The extraction of tannins from agricultural (grape pomace) and forest (mangrove tree bark) residues has been developed using simple and inexpensive methods. It is demonstrated that, despite a high purity in polyphenols, mangrove tannins exhibit a low reactivity toward cross linking reactions. The corrosion inhibition studies have revealed that mangrove tannins exhibit potential corrosion inhibition properties. Mangrove tannin behaves predominantly as cathodic inhibitors in 1.0 M and 0.5 M H₂SO₄. The inhibition efficiency obtained via electrochemical measurements is in good agreement with that obtained by using the weight loss method. The adsorption of the MT on copper in sulfuric acid fits the Langmuir adsorption isotherm best, and the adsorption of MT on copper is typically physisorption. Mangrove and pomace tannins-based wood adhesive formulations have been prepared and wood particle boards were successfully produced, but they do not satisfy the relevant standard specification for interior-grade type wood particleboard. As an addition, the formulations of a cross linking agent should be used to increase the performance of these adhesives.
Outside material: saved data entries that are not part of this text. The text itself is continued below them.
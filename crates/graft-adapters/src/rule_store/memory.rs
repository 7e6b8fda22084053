//! In-memory rule source.

use std::sync::{Arc, RwLock};

use graft_core::{
    application::{ApplicationError, ports::RuleSource},
    domain::{ClassRule, GlobalConfiguration, RuleSet},
    error::GraftResult,
};

/// Thread-safe, shareable rule source.
///
/// Clones share the same rules, so a handle can keep adding rules after
/// another handle was given to a mapper. Only rules present when the mapper
/// initializes are used.
#[derive(Clone)]
pub struct InMemoryRuleSource {
    name: String,
    inner: Arc<RwLock<RuleSet>>,
}

impl InMemoryRuleSource {
    /// Create a new empty source.
    pub fn new(name: impl Into<String>) -> Self {
        Self {
            name: name.into(),
            inner: Arc::new(RwLock::new(RuleSet::new())),
        }
    }

    pub fn from_rules(name: impl Into<String>, rules: RuleSet) -> Self {
        Self {
            name: name.into(),
            inner: Arc::new(RwLock::new(rules)),
        }
    }

    pub fn add(&self, rule: ClassRule) -> GraftResult<()> {
        let mut inner = self
            .inner
            .write()
            .map_err(|_| ApplicationError::LockPoisoned)?;
        inner.mappings.push(rule);
        Ok(())
    }

    pub fn set_configuration(&self, configuration: GlobalConfiguration) -> GraftResult<()> {
        let mut inner = self
            .inner
            .write()
            .map_err(|_| ApplicationError::LockPoisoned)?;
        inner.configuration = Some(configuration);
        Ok(())
    }

    /// Get the number of class rules.
    pub fn len(&self) -> usize {
        self.inner.read().map(|r| r.len()).unwrap_or(0)
    }

    pub fn is_empty(&self) -> bool {
        self.len() == 0
    }

    /// Remove every rule and the configuration.
    pub fn clear(&self) -> GraftResult<()> {
        let mut inner = self
            .inner
            .write()
            .map_err(|_| ApplicationError::LockPoisoned)?;
        *inner = RuleSet::new();
        Ok(())
    }
}

impl Default for InMemoryRuleSource {
    fn default() -> Self {
        Self::new("in-memory rules")
    }
}

impl RuleSource for InMemoryRuleSource {
    fn name(&self) -> String {
        self.name.clone()
    }

    fn load(&self) -> GraftResult<RuleSet> {
        let inner = self
            .inner
            .read()
            .map_err(|_| ApplicationError::LockPoisoned)?;
        inner.validate()?;
        Ok(inner.clone())
    }
}

#[cfg(test)]
mod tests {
    use super::*;
    use graft_core::domain::NullPolicy;

    #[test]
    fn clones_share_rules() {
        let source = InMemoryRuleSource::default();
        let handle = source.clone();

        handle.add(ClassRule::new("A", "B")).unwrap();
        assert_eq!(source.len(), 1);
        assert_eq!(source.load().unwrap().len(), 1);
    }

    #[test]
    fn configuration_is_carried() {
        let source = InMemoryRuleSource::new("config");
        source
            .set_configuration(GlobalConfiguration {
                null_policy: NullPolicy::SkipIfNull,
                ..Default::default()
            })
            .unwrap();

        let rules = source.load().unwrap();
        assert_eq!(rules.configuration().null_policy, NullPolicy::SkipIfNull);
        assert_eq!(source.name(), "config");
    }

    #[test]
    fn clear_empties_the_source() {
        let source = InMemoryRuleSource::from_rules(
            "seeded",
            RuleSet::new().with_rule(ClassRule::new("A", "B")),
        );
        assert!(!source.is_empty());

        source.clear().unwrap();
        assert!(source.is_empty());
        assert!(source.load().unwrap().configuration.is_none());
    }

    #[test]
    fn invalid_rules_fail_to_load() {
        let source = InMemoryRuleSource::default();
        source.add(ClassRule::new("A", "A").field("", "x")).unwrap();
        assert!(source.load().is_err());
    }
}
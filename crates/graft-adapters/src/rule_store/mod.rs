//! Rule source implementations that hold rules in process.

mod memory;

pub use memory::InMemoryRuleSource;
//! Application layer errors.
//!
//! These errors represent failures while executing a mapping call, not
//! problems with the rules themselves. Rule and catalog problems are
//! `DomainError` from `crate::domain`.

use std::fmt;

use thiserror::Error;

use crate::domain::ObjectId;
use crate::error::ErrorCategory;

/// A single value that could not be converted.
#[derive(Debug, Clone, PartialEq)]
pub struct ConversionError {
    /// Destination field path, prefixed by the enclosing fields for nested
    /// objects (e.g. `address.zip`).
    pub field: String,
    pub source_type: String,
    pub destination_type: String,
    pub reason: String,
}

impl ConversionError {
    pub fn new(
        field: impl Into<String>,
        source_type: impl Into<String>,
        destination_type: impl Into<String>,
        reason: impl Into<String>,
    ) -> Self {
        Self {
            field: field.into(),
            source_type: source_type.into(),
            destination_type: destination_type.into(),
            reason: reason.into(),
        }
    }

    /// Same failure seen from one level up the object graph.
    pub fn nested_under(mut self, parent: &str) -> Self {
        self.field = format!("{parent}.{}", self.field);
        self
    }
}

impl fmt::Display for ConversionError {
    fn fmt(&self, f: &mut fmt::Formatter<'_>) -> fmt::Result {
        write!(
            f,
            "field '{}': cannot convert {} to {}: {}",
            self.field, self.source_type, self.destination_type, self.reason
        )
    }
}

/// Errors that occur while executing a mapping.
#[derive(Debug, Error, Clone)]
pub enum ApplicationError {
    /// A value could not be converted (strict mode, first failure).
    #[error("Conversion failed: {0}")]
    Conversion(ConversionError),

    /// One or more values could not be converted; every other field was
    /// still mapped into `destination`.
    #[error("{} field(s) failed to convert: {}", .failures.len(), summarize(.failures))]
    ConversionFailures {
        failures: Vec<ConversionError>,
        destination: Option<ObjectId>,
    },

    /// The object factory could not create a destination instance.
    #[error("Cannot create '{type_name}': {reason}")]
    Creation { type_name: String, reason: String },

    /// Configuration was changed after the first mapping call.
    #[error("Mapper is already initialized; configure it before the first map call")]
    AlreadyInitialized,

    /// A rule source failed while loading.
    #[error("Failed to load rules from {source_name}: {reason}")]
    RuleLoading { source_name: String, reason: String },

    /// A shared lock was poisoned by a panicking thread.
    #[error("Mapper state lock poisoned")]
    LockPoisoned,
}

fn summarize(failures: &[ConversionError]) -> String {
    failures
        .iter()
        .map(ToString::to_string)
        .collect::<Vec<_>>()
        .join("; ")
}

impl ApplicationError {
    /// Get user-actionable suggestions.
    pub fn suggestions(&self) -> Vec<String> {
        match self {
            Self::Conversion(e) => vec![
                format!("Check the value of '{}'", e.field),
                format!(
                    "Register a converter from {} to {}",
                    e.source_type, e.destination_type
                ),
            ],
            Self::ConversionFailures { failures, .. } => failures
                .iter()
                .map(|e| format!("Check the value of '{}'", e.field))
                .chain(std::iter::once(
                    "Enable strict mode to stop at the first failure".into(),
                ))
                .collect(),
            Self::Creation { type_name, .. } => vec![
                format!("Check the object factory registered for '{}'", type_name),
            ],
            Self::AlreadyInitialized => vec![
                "Add rule sources, converters and listeners before calling map".into(),
                "Or build a new mapper with the extra configuration".into(),
            ],
            Self::RuleLoading { source_name, .. } => vec![
                format!("Check the rule source: {}", source_name),
                "The next map call retries loading".into(),
            ],
            Self::LockPoisoned => vec!["A previous mapping call panicked".into()],
        }
    }

    /// Get error category.
    pub fn category(&self) -> ErrorCategory {
        match self {
            Self::Conversion(_) | Self::ConversionFailures { .. } => ErrorCategory::Conversion,
            Self::Creation { .. } => ErrorCategory::Creation,
            Self::AlreadyInitialized => ErrorCategory::Usage,
            Self::RuleLoading { .. } => ErrorCategory::Configuration,
            Self::LockPoisoned => ErrorCategory::Internal,
        }
    }
}
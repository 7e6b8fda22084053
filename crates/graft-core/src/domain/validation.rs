use crate::domain::{
    entities::{ClassRule, RuleSet, TypeCatalog},
    error::DomainError,
};

/// Centralized domain validation.
///
/// Checks that only need the rule records and the catalog. Anything that
/// needs resolved paths happens in the resolver.
pub struct DomainValidator;

impl DomainValidator {
    /// Both sides of the rule must be registered beans.
    pub fn validate_rule_types(rule: &ClassRule, catalog: &TypeCatalog) -> Result<(), DomainError> {
        for name in [&rule.type_a, &rule.type_b] {
            let descriptor = catalog.require(name)?;
            if !descriptor.is_bean() {
                return Err(DomainError::InvalidRule(format!(
                    "mapping '{}' references scalar type '{}'",
                    rule.label(),
                    name
                )));
            }
        }
        Ok(())
    }

    pub fn validate_against_catalog(rules: &RuleSet, catalog: &TypeCatalog) -> Result<(), DomainError> {
        rules.validate()?;
        rules
            .mappings
            .iter()
            .try_for_each(|rule| Self::validate_rule_types(rule, catalog))
    }
}
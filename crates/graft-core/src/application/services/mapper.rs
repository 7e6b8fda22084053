//! Top-level mapper: the public entry point of the engine.
//!
//! A [`Mapper`] is configured with rule sources, converters, an object
//! factory and listeners, then shared (`Arc<Mapper>`) across threads. The
//! first mapping call loads every rule source exactly once and freezes the
//! configuration into an [`Engine`]. A failed load leaves the mapper
//! uninitialized, so the next call tries again.

use std::fmt;
use std::sync::{Arc, Mutex, OnceLock};

use tracing::{debug, info, instrument};

use crate::application::ports::{FieldMapper, MappingListener, ObjectFactory, RuleSource};
use crate::application::services::cache::{CacheStats, CorrespondenceCache};
use crate::application::services::conversion::{ConversionEntry, ConversionRegistry, Converter};
use crate::application::services::executor::MappingExecutor;
use crate::application::services::resolver::RuleResolver;
use crate::application::ApplicationError;
use crate::domain::{
    CorrespondencePlan, DirectedRule, DomainError, DomainValidator, GlobalConfiguration, MapId,
    ObjectArena, ObjectId, RuleSet, TypeCatalog, TypeDescriptor, TypeName, TypePair, Value,
};
use crate::error::{GraftError, GraftResult};

// ── Default factory ──────────────────────────────────────────────────────────

/// Allocates an instance with every field null.
#[derive(Debug, Default, Clone, Copy)]
pub struct BlankObjectFactory;

impl ObjectFactory for BlankObjectFactory {
    fn create(
        &self,
        arena: &mut ObjectArena,
        descriptor: &Arc<TypeDescriptor>,
        _map_id: Option<&MapId>,
    ) -> GraftResult<ObjectId> {
        Ok(arena.alloc(Arc::clone(descriptor))?)
    }
}

/// Rule source over a fixed rule set.
struct StaticRules(RuleSet);

impl RuleSource for StaticRules {
    fn name(&self) -> String {
        "inline rules".into()
    }

    fn load(&self) -> GraftResult<RuleSet> {
        Ok(self.0.clone())
    }
}

// ── Engine ───────────────────────────────────────────────────────────────────

/// Frozen configuration plus caches. Exists once the mapper is initialized.
pub struct Engine {
    catalog: Arc<TypeCatalog>,
    rules: Vec<DirectedRule>,
    configuration: GlobalConfiguration,
    registry: ConversionRegistry,
    cache: CorrespondenceCache,
    factory: Arc<dyn ObjectFactory>,
    listeners: Vec<Arc<dyn MappingListener>>,
    field_mapper: Option<Arc<dyn FieldMapper>>,
}
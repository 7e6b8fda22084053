//! `graft config`: inspect configuration values.

use crate::{
    cli::ConfigCommands,
    config::AppConfig,
    error::{CliError, CliResult},
    output::OutputManager,
};

/// Dispatch to the correct config subcommand.
pub fn execute(cmd: ConfigCommands, config: AppConfig, output: OutputManager) -> CliResult<()> {
    match cmd {
        ConfigCommands::Get { key } => {
            let value = get_config_value(&config, &key)?;
            output.data(&value)?;
        }

        ConfigCommands::List => {
            let serialised = if output.is_json() {
                serde_json::to_string_pretty(&config).map_err(|e| CliError::ConfigError {
                    message: format!("Failed to serialise config: {e}"),
                    source: Some(Box::new(e)),
                })?
            } else {
                toml::to_string_pretty(&config).map_err(|e| CliError::ConfigError {
                    message: format!("Failed to serialise config: {e}"),
                    source: Some(Box::new(e)),
                })?
            };
            output.header("Current Configuration:")?;
            output.data(&serialised)?;
        }

        ConfigCommands::Path => {
            output.data(&AppConfig::config_path().display().to_string())?;
        }
    }

    Ok(())
}

// ── helpers ───────────────────────────────────────────────────────────────────

fn get_config_value(config: &AppConfig, key: &str) -> CliResult<String> {
    match key {
        "mapping.rules" => Ok(config
            .mapping
            .rules
            .as_ref()
            .map(|p| p.display().to_string())
            .unwrap_or_default()),
        "mapping.date_format" => Ok(config.mapping.date_format.clone().unwrap_or_default()),
        "mapping.strict" => Ok(config.mapping.strict.map(|s| s.to_string()).unwrap_or_default()),
        "output.no_color" => Ok(config.output.no_color.to_string()),
        "output.format" => Ok(config.output.format.clone()),
        _ => Err(CliError::ConfigError {
            message: format!("Unknown config key: '{key}'"),
            source: None,
        }),
    }
}

// ── tests ─────────────────────────────────────────────────────────────────────

#[cfg(test)]
mod tests {
    use super::*;
    use std::path::PathBuf;

    #[test]
    fn get_known_keys() {
        let mut cfg = AppConfig::default();
        cfg.mapping.rules = Some(PathBuf::from("mappings"));
        assert_eq!(get_config_value(&cfg, "mapping.rules").unwrap(), "mappings");
        assert_eq!(get_config_value(&cfg, "mapping.date_format").unwrap(), "");
        assert_eq!(get_config_value(&cfg, "mapping.strict").unwrap(), "");
        cfg.mapping.strict = Some(true);
        assert_eq!(get_config_value(&cfg, "mapping.strict").unwrap(), "true");
        assert_eq!(get_config_value(&cfg, "output.no_color").unwrap(), "false");
    }

    #[test]
    fn get_unknown_key_is_error() {
        let cfg = AppConfig::default();
        assert!(matches!(
            get_config_value(&cfg, "does.not.exist"),
            Err(CliError::ConfigError { .. })
        ));
    }
}
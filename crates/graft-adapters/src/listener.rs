//! Mapping listeners: one that logs, one that records.

use std::sync::Mutex;

use tracing::{debug, info};

use graft_core::application::ports::{MappingEvent, MappingListener};

/// Logs every object mapping through `tracing`.
#[derive(Debug, Clone, Copy, Default)]
pub struct TracingListener;

impl MappingListener for TracingListener {
    fn before_mapping(&self, event: &MappingEvent) {
        debug!(
            call_id = %event.call_id,
            pair = %event.pair,
            source = %event.source,
            "mapping started"
        );
    }

    fn after_mapping(&self, event: &MappingEvent) {
        info!(
            call_id = %event.call_id,
            pair = %event.pair,
            destination = %event.destination,
            "mapping finished"
        );
    }
}

#[derive(Debug, Clone, Copy, PartialEq, Eq)]
pub enum Phase {
    Before,
    After,
}

#[derive(Debug, Clone, PartialEq, Eq)]
pub struct RecordedEvent {
    pub phase: Phase,
    pub event: MappingEvent,
}

/// Keeps every event it sees, in order.
#[derive(Debug, Default)]
pub struct RecordingListener {
    events: Mutex<Vec<RecordedEvent>>,
}

impl RecordingListener {
    pub fn new() -> Self {
        Self::default()
    }

    /// Snapshot of the recorded events.
    pub fn events(&self) -> Vec<RecordedEvent> {
        self.events
            .lock()
            .map(|events| events.clone())
            .unwrap_or_default()
    }

    pub fn len(&self) -> usize {
        self.events.lock().map(|e| e.len()).unwrap_or(0)
    }

    pub fn is_empty(&self) -> bool {
        self.len() == 0
    }

    fn record(&self, phase: Phase, event: &MappingEvent) {
        if let Ok(mut events) = self.events.lock() {
            events.push(RecordedEvent {
                phase,
                event: event.clone(),
            });
        }
    }
}

impl MappingListener for RecordingListener {
    fn before_mapping(&self, event: &MappingEvent) {
        self.record(Phase::Before, event);
    }

    fn after_mapping(&self, event: &MappingEvent) {
        self.record(Phase::After, event);
    }
}

#[cfg(test)]
mod tests {
    use std::sync::Arc;

    use super::*;
    use graft_core::{
        application::Mapper,
        domain::{ClassRule, ObjectArena, RuleSet, TypeCatalog, TypeDescriptor},
    };

    fn mapper(listener: Arc<RecordingListener>) -> Mapper {
        let catalog = TypeCatalog::builder()
            .register(TypeDescriptor::bean("A").with_single("x", "int"))
            .register(TypeDescriptor::bean("B").with_single("x", "int"))
            .build()
            .unwrap();
        Mapper::builder(catalog)
            .rules(RuleSet::new().with_rule(ClassRule::new("A", "B")))
            .listener(listener)
            .listener(Arc::new(TracingListener))
            .build()
    }

    #[test]
    fn records_before_and_after_in_order() {
        let listener = Arc::new(RecordingListener::new());
        let mapper = mapper(Arc::clone(&listener));

        let mut arena = ObjectArena::new();
        let a = arena.instantiate(mapper.catalog(), "A").unwrap();
        let b = mapper.map(&mut arena, Some(a), "B").unwrap().unwrap();

        let events = listener.events();
        assert_eq!(events.len(), 2);
        assert_eq!(events[0].phase, Phase::Before);
        assert_eq!(events[1].phase, Phase::After);
        assert_eq!(events[1].event.destination, b);
        assert_eq!(events[0].event.call_id, events[1].event.call_id);
    }

    #[test]
    fn null_source_fires_nothing() {
        let listener = Arc::new(RecordingListener::new());
        let mapper = mapper(Arc::clone(&listener));

        let mut arena = ObjectArena::new();
        assert!(mapper.map(&mut arena, None, "B").unwrap().is_none());
        assert!(listener.is_empty());
    }
}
The authors are grateful for the financial support of this research from CPER 2007-2013 “Structuration du Pôle de Compétitivité Fibres Grand’Est” and from Universiti Sains Malaysia through USM Research University Grant – 1001/ PKIMIA/854002. LERMAB is supported by a grant overseen by the French National Research Agency (ANR) as part of the “Investissements d’Avenir” program (ANR- 11-LABX-0002-01, Lab of Excellence ARBRE).